School of Computing, University of Leeds Leeds, West Yorkshire, UK.
Neuroscience and Psychiatry Unit, University of Manchester Manchester, UK.
Front Neurosci. 2014 Feb 21;8:30. doi: 10.3389/fnins.2014.00030. eCollection 2014.
Computational models of learning have proved largely successful in characterizing potential mechanisms which allow humans to make decisions in uncertain and volatile contexts. We report here findings that extend existing knowledge and show that a modified reinforcement learning model, which has separate parameters according to whether the previous trial gave a reward or a punishment, can provide the best fit to human behavior in decision making under uncertainty. More specifically, we examined the fit of our modified reinforcement learning model to human behavioral data in a probabilistic two-alternative decision making task with rule reversals. Our results demonstrate that this model predicted human behavior better than a series of other models based on reinforcement learning or Bayesian reasoning.
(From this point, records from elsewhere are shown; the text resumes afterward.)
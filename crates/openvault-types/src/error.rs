//! Error types for the OpenVault custody engine.
//!
//! All errors use the `OV_ERR_` prefix convention for easy grepping in logs.
//! Error codes are grouped by subsystem:
//! - 1xx: Access control errors
//! - 2xx: Ledger errors
//! - 3xx: Reserve exchange errors
//! - 4xx: Marketplace / listing errors
//! - 6xx: Token sale errors
//! - 9xx: Lifecycle / internal errors
//!
//! Every error aborts the whole operation with no partial state change;
//! callers resubmit corrected requests, the engine never retries.

use rust_decimal::Decimal;
use thiserror::Error;

use crate::{CollectionId, ListingId, TokenId};

/// Central error enum for all OpenVault operations.
#[derive(Debug, Error)]
pub enum VaultError {
    // =================================================================
    // Access Control Errors (1xx)
    // =================================================================
    /// The caller lacks the required owner or role authority.
    #[error("OV_ERR_100: unauthorized: {reason}")]
    Unauthorized { reason: String },

    // =================================================================
    // Ledger Errors (2xx)
    // =================================================================
    /// Not enough balance to perform the operation.
    #[error("OV_ERR_200: insufficient balance: need {needed}, have {available}")]
    InsufficientBalance { needed: Decimal, available: Decimal },

    /// The spender's allowance does not cover the transfer.
    #[error("OV_ERR_201: insufficient allowance: need {needed}, have {available}")]
    InsufficientAllowance { needed: Decimal, available: Decimal },

    /// Zero or otherwise out-of-domain quantity.
    #[error("OV_ERR_202: invalid amount: {amount}")]
    InvalidAmount { amount: Decimal },

    // =================================================================
    // Reserve Exchange Errors (3xx)
    // =================================================================
    /// The exchange is not currently selling.
    #[error("OV_ERR_300: sale is not active")]
    SaleInactive,

    /// A purchase carried no payment.
    #[error("OV_ERR_301: no payment sent")]
    NoPaymentSent,

    /// Paying out would leave the reserve unable to redeem every
    /// remaining holder at the sell price.
    #[error("OV_ERR_302: reserve exhausted: need {required}, have {available}")]
    ReserveExhausted { required: Decimal, available: Decimal },

    /// The reserve holds no value beyond its redemption obligation.
    #[error("OV_ERR_303: nothing to withdraw")]
    NothingToWithdraw,

    // =================================================================
    // Marketplace Errors (4xx)
    // =================================================================
    /// No listing exists with this id.
    #[error("OV_ERR_400: listing not found: {0}")]
    ListingNotFound(ListingId),

    /// The listing has already been sold or delisted.
    #[error("OV_ERR_401: listing already settled: {0}")]
    AlreadySettled(ListingId),

    /// Only the original seller may delist.
    #[error("OV_ERR_402: caller is not the seller of {0}")]
    NotSeller(ListingId),

    /// The registry has not granted the marketplace custody of the asset.
    #[error("OV_ERR_403: transfer not approved for {token_id}")]
    TransferNotApproved { token_id: TokenId },

    /// The registry passed in does not serve the listing's collection.
    #[error("OV_ERR_404: collection mismatch: expected {expected}, got {actual}")]
    CollectionMismatch {
        expected: CollectionId,
        actual: CollectionId,
    },

    // =================================================================
    // Token Sale Errors (6xx)
    // =================================================================
    /// The buyer's foreign-unit allowance does not cover the cost.
    ///
    /// Wording is preserved verbatim for existing integrations; this is
    /// the one error rendered without an `OV_ERR_` code.
    #[error("allowance insufficient — check approval and amount")]
    SaleAllowanceInsufficient,

    // =================================================================
    // Lifecycle / Internal (9xx)
    // =================================================================
    /// `initialize` was called a second time.
    #[error("OV_ERR_900: already initialized")]
    AlreadyInitialized,

    /// An operation was attempted before `initialize` completed.
    #[error("OV_ERR_901: not initialized")]
    NotInitialized,

    /// Unrecoverable internal error (broken custody invariant).
    #[error("OV_ERR_902: internal error: {0}")]
    Internal(String),
}

/// Crate-wide `Result` alias.
pub type Result<T> = std::result::Result<T, VaultError>;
Unlike the Bayesian models, our modified reinforcement learning model does not include any representation of rule switches. When our task is considered purely as a machine learning task, to gain as many rewards as possible without trying to describe human behavior, the performance of modified reinforcement learning and Bayesian methods is similar. Others have used various computational models to describe human behavior in similar tasks, however, we are not aware of any who have compared Bayesian reasoning with reinforcement learning modified to differentiate rewards and punishments.
学习的计算模型在刻画潜在机制方面已被证明取得了很大的成功,这些机制使人类能够在不确定和不稳定的环境下做出决策。我们在此报告的研究结果扩展了现有知识,表明一个经过修改的强化学习模型,根据前一次试验是奖励还是惩罚,具有不同的参数,可以为不确定条件下的决策提供最佳的人类行为拟合。更具体地说,我们在具有规则反转的概率性二选一决策任务中,检验了我们的修改强化学习模型对人类行为数据的拟合程度。我们的结果表明,该模型比基于强化学习或贝叶斯推理的一系列其他模型更好地预测了人类行为。与贝叶斯模型不同,我们的修改强化学习模型不包括任何规则转换的表示。当我们的任务纯粹被视为机器学习任务,为了尽可能多地获得奖励而不试图描述人类行为时,修改强化学习和贝叶斯方法的性能相似。其他人使用各种计算模型来描述类似任务中的人类行为,但是,我们不知道有谁将贝叶斯推理与修改后的强化学习进行了比较,以区分奖励和惩罚。